PDA

View Full Version : Bots....again, maybe a solution



mjc
05-29-2001, 02:51 AM
Ixl,

Robots
robot.txt can exclude directories from being scanned.
The Robot will simply look for a "/robots.txt" URL on your site, where a site is defined as a HTTP server running on a particular host and port number. For example: http://w3.org/robots.txt

Also, remember that URL's are case sensitive, and "/robots.txt" must be all lower-case.

The "/robots.txt" file usually contains a record looking like this:

User-agent: *
Disallow: /cgi-bin/
Disallow: /tmp/
Disallow: /~joe/

In this example, three directories are excluded.

What you want to exclude depends on your server.
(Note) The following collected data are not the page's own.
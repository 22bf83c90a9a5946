//! API request handlers

mod arrivals;
mod authorizations;
mod directory;
mod events;
mod health;
mod notifications;
mod queue;
mod requests;

pub use arrivals::*;
pub use authorizations::*;
pub use directory::*;
pub use events::*;
pub use health::*;
pub use notifications::*;
pub use queue::*;
pub use requests::*;
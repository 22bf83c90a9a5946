//! API Router configuration

use super::handlers;
use super::state::AppState;
use crate::config::ServerConfig;
use axum::{
    routing::{get, post},
    Router,
};
use tower_http::cors::{Any, CorsLayer};
use tower_http::timeout::TimeoutLayer;
use tower_http::trace::TraceLayer;

/// Create the main API router
pub fn create_router(state: AppState, config: &ServerConfig) -> Router {
    let api_routes = Router::new()
        // Health and status
        .route("/health", get(handlers::health_check))
        .route("/status", get(handlers::daemon_status))
        // Directory
        .route("/establishments", post(handlers::register_establishment))
        .route("/establishments/:id/counters", get(handlers::list_counters))
        .route("/counters", post(handlers::register_counter))
        .route("/patients", post(handlers::register_patient))
        // Service requests
        .route("/requests", post(handlers::submit_request))
        .route("/requests/:key", get(handlers::get_request))
        .route("/requests/:key/accept", post(handlers::accept_request))
        .route("/requests/:key/reject", post(handlers::reject_request))
        .route("/requests/:key/reissue", post(handlers::reissue_request))
        .route("/patients/:uid/requests", get(handlers::list_patient_requests))
        .route("/counters/:id/requests", get(handlers::list_pending_requests))
        // Arrival authorizations
        .route(
            "/authorizations/:uid",
            get(handlers::get_authorization).delete(handlers::revoke_authorization),
        )
        .route(
            "/authorizations/:uid/reassign",
            post(handlers::reassign_authorization),
        )
        .route("/authorizations/:uid/chain", get(handlers::get_chain))
        .route("/counters/:id/awaiting", get(handlers::list_awaiting))
        // Arrivals
        .route("/arrivals", post(handlers::scan_arrival))
        .route(
            "/arrivals/:uid",
            get(handlers::get_pending_arrival).delete(handlers::abandon_arrival),
        )
        .route("/arrivals/:uid/pin", post(handlers::submit_pin))
        .route("/patients/:uid/arrivals", get(handlers::list_arrivals))
        // Active queue
        .route("/counters/:id/admit", post(handlers::admit_next))
        .route("/counters/:id/queue", get(handlers::get_counter_queue))
        .route("/queue/:key", get(handlers::get_queue_entry))
        .route("/queue/:key/end", post(handlers::end_service))
        // Notifications and events
        .route(
            "/patients/:uid/notifications",
            get(handlers::list_notifications),
        )
        .route("/counters/:id/events", get(handlers::stream_counter_events));

    // Build router with middleware
    let mut router = Router::new()
        .nest("/api/v1", api_routes)
        .layer(TimeoutLayer::new(config.request_timeout()))
        .layer(TraceLayer::new_for_http());

    if config.enable_cors {
        router = router.layer(
            CorsLayer::new()
                .allow_origin(Any)
                .allow_methods(Any)
                .allow_headers(Any),
        );
    }

    router.with_state(state)
}
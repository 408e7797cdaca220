//! Injectables exposing too many public methods
//!
//! A service with a wide public surface usually owns several
//! responsibilities. Counts come from the provider resolver: methods with no
//! visibility keyword or an explicit `public`.

use super::base::{ProjectContext, ProjectRule, Report, RuleMeta};
use crate::models::{Category, Scope, Severity};
use anyhow::Result;

pub const ID: &str = "architecture/god-service";

pub const DEFAULT_MAX_PUBLIC_METHODS: i64 = 10;

pub struct GodServiceRule {
    meta: RuleMeta,
}

impl GodServiceRule {
    pub fn new() -> Self {
        Self {
            meta: RuleMeta::new(
                ID,
                Category::Architecture,
                Severity::Warning,
                "Injectable exposes too many public methods",
                "Split the service along its responsibilities and inject the smaller services instead.",
                Scope::Project,
            ),
        }
    }
}

impl Default for GodServiceRule {
    fn default() -> Self {
        Self::new()
    }
}

impl ProjectRule for GodServiceRule {
    fn meta(&self) -> &RuleMeta {
        &self.meta
    }

    fn check(&self, ctx: &mut ProjectContext<'_>) -> Result<()> {
        let max = ctx
            .config
            .threshold_i64(ID, "max_public_methods")
            .unwrap_or(DEFAULT_MAX_PUBLIC_METHODS)
            .max(0) as usize;

        for provider in ctx.providers.values() {
            if provider.public_methods > max {
                let message = format!(
                    "Service '{}' exposes {} public methods (max {})",
                    provider.name, provider.public_methods, max
                );
                ctx.report(
                    Report::new(message, provider.line, 1).in_file(provider.file_path.clone()),
                );
            }
        }
        Ok(())
    }
}

#[cfg(test)]
mod tests {
    use super::*;
    use crate::config::ModscopeConfig;
    use crate::graph::ModuleGraph;
    use crate::parsers::typescript::parse_source;
    use crate::providers;
    use std::path::Path;

    fn service_with(public: usize, private: usize) -> String {
        let mut source = String::from("@Injectable()\nexport class BigService {\n");
        for i in 0..public {
            source.push_str(&format!("  op{i}() {{}}\n"));
        }
        for i in 0..private {
            source.push_str(&format!("  private helper{i}() {{}}\n"));
        }
        source.push_str("}\n");
        source
    }

    fn run(source: &str) -> Vec<Report> {
        let units = vec![parse_source(source, Path::new("big.service.ts")).unwrap()];
        let providers = providers::resolve(&units);
        let graph = ModuleGraph::default();
        let config = ModscopeConfig::default();
        let mut ctx = ProjectContext::new(&units, &graph, &providers, &config);
        GodServiceRule::new().check(&mut ctx).unwrap();
        ctx.reports
    }

    #[test]
    fn test_reports_wide_service() {
        let reports = run(&service_with(11, 0));
        assert_eq!(reports.len(), 1);
        assert!(reports[0].message.contains("11 public methods"));
    }

    #[test]
    fn test_private_methods_do_not_count() {
        assert!(run(&service_with(10, 5)).is_empty());
    }
}
//! Init command - write an example modscope.toml

use crate::config::{load_config_file, TOML_CONFIG};
use anyhow::{Context, Result};
use console::style;
use std::path::Path;

/// Example configuration. Top-level keys come before any table.
pub const EXAMPLE_CONFIG: &str = r#"# Modscope configuration

# Declarative pattern rules, relative to this file
# plugins = ["modscope-rules.toml"]
plugins = []

# Rule overrides, keyed by rule id
[rules."architecture/max-providers-per-module"]
enabled = true
thresholds = { max = 10 }

[rules."architecture/god-service"]
thresholds = { max_public_methods = 10 }

# Category switches: security, correctness, architecture, performance
[categories]
performance = true

[exclude]
paths = ["**/generated/**", "test/"]

# Sub-projects for a monorepo without nest-cli.json
# [[projects]]
# name = "api"
# root = "apps/api"
"#;

pub fn run(path: &Path) -> Result<()> {
    let root = path
        .canonicalize()
        .with_context(|| format!("Path does not exist: {}", path.display()))?;
    if !root.is_dir() {
        anyhow::bail!("Path is not a directory: {}", root.display());
    }

    let config_path = root.join(TOML_CONFIG);
    if config_path.exists() {
        println!(
            "{} {} already exists, leaving it untouched",
            style("✓").green(),
            style(config_path.display()).cyan()
        );
        return Ok(());
    }

    std::fs::write(&config_path, EXAMPLE_CONFIG)
        .with_context(|| format!("Failed to write {}", config_path.display()))?;
    println!(
        "{} Created {}",
        style("✓").green(),
        style(config_path.display()).cyan()
    );
    println!("\nNext steps:");
    println!("  {} Run analysis", style("modscope analyze .").cyan());
    println!("  {} Export the module graph", style("modscope graph . --format dot").cyan());

    // Catch a broken template before anyone edits it
    load_config_file(&config_path)?;
    Ok(())
}

#[cfg(test)]
mod tests {
    use super::*;
    use crate::models::Category;
    use tempfile::tempdir;

    #[test]
    fn test_example_config_parses() {
        let config: crate::config::ModscopeConfig = toml::from_str(EXAMPLE_CONFIG).unwrap();
        assert_eq!(
            config.threshold_i64("architecture/max-providers-per-module", "max"),
            Some(10)
        );
        assert!(config.is_rule_enabled("performance/sync-io-in-injectable", Category::Performance));
        assert!(config.plugins.is_empty());
    }

    #[test]
    fn test_init_does_not_overwrite() {
        let dir = tempdir().unwrap();
        std::fs::write(dir.path().join(TOML_CONFIG), "# mine\n").unwrap();
        run(dir.path()).unwrap();
        assert_eq!(
            std::fs::read_to_string(dir.path().join(TOML_CONFIG)).unwrap(),
            "# mine\n"
        );
    }

    #[test]
    fn test_init_writes_config() {
        let dir = tempdir().unwrap();
        run(dir.path()).unwrap();
        assert!(dir.path().join(TOML_CONFIG).is_file());
    }
}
Everything not explicitly disallowed is considered fair game to retrieve.
To exclude all robots from the entire server

User-agent: *
Disallow: /

To allow all robots complete access
User-agent: *
Disallow:

To exclude a single robot

User-agent: BadBot
Disallow: /

To allow a single robot

User-agent: WebCrawler
Disallow:

User-agent: *
Disallow: /

Picked it up here:Tips from Herb (http://webwi.de/data/web.htm)

------------------
mjc
Links list:Computer Links (http://www.fortunecity.com/skyscraper/highrise/11/index.htm)

Celts are the men that heaven made mad, For all their battles are merry and their songs are all sad.

Charles Kozierok
05-29-2001, 10:10 AM
Thanks for the suggestion, but I've had a robots.txt file for some time. The problem is that the poorly-behaved robots just ignore it; it's a voluntary standard.

------------------
Charles M. Kozierok
Webslave, The PC Guide (http://www.PCGuide.com)
Comprehensive PC Reference, Troubleshooting, Optimization and Buyer's Guides...
Note: Please reply to my forum postings here on the forums. Thanks.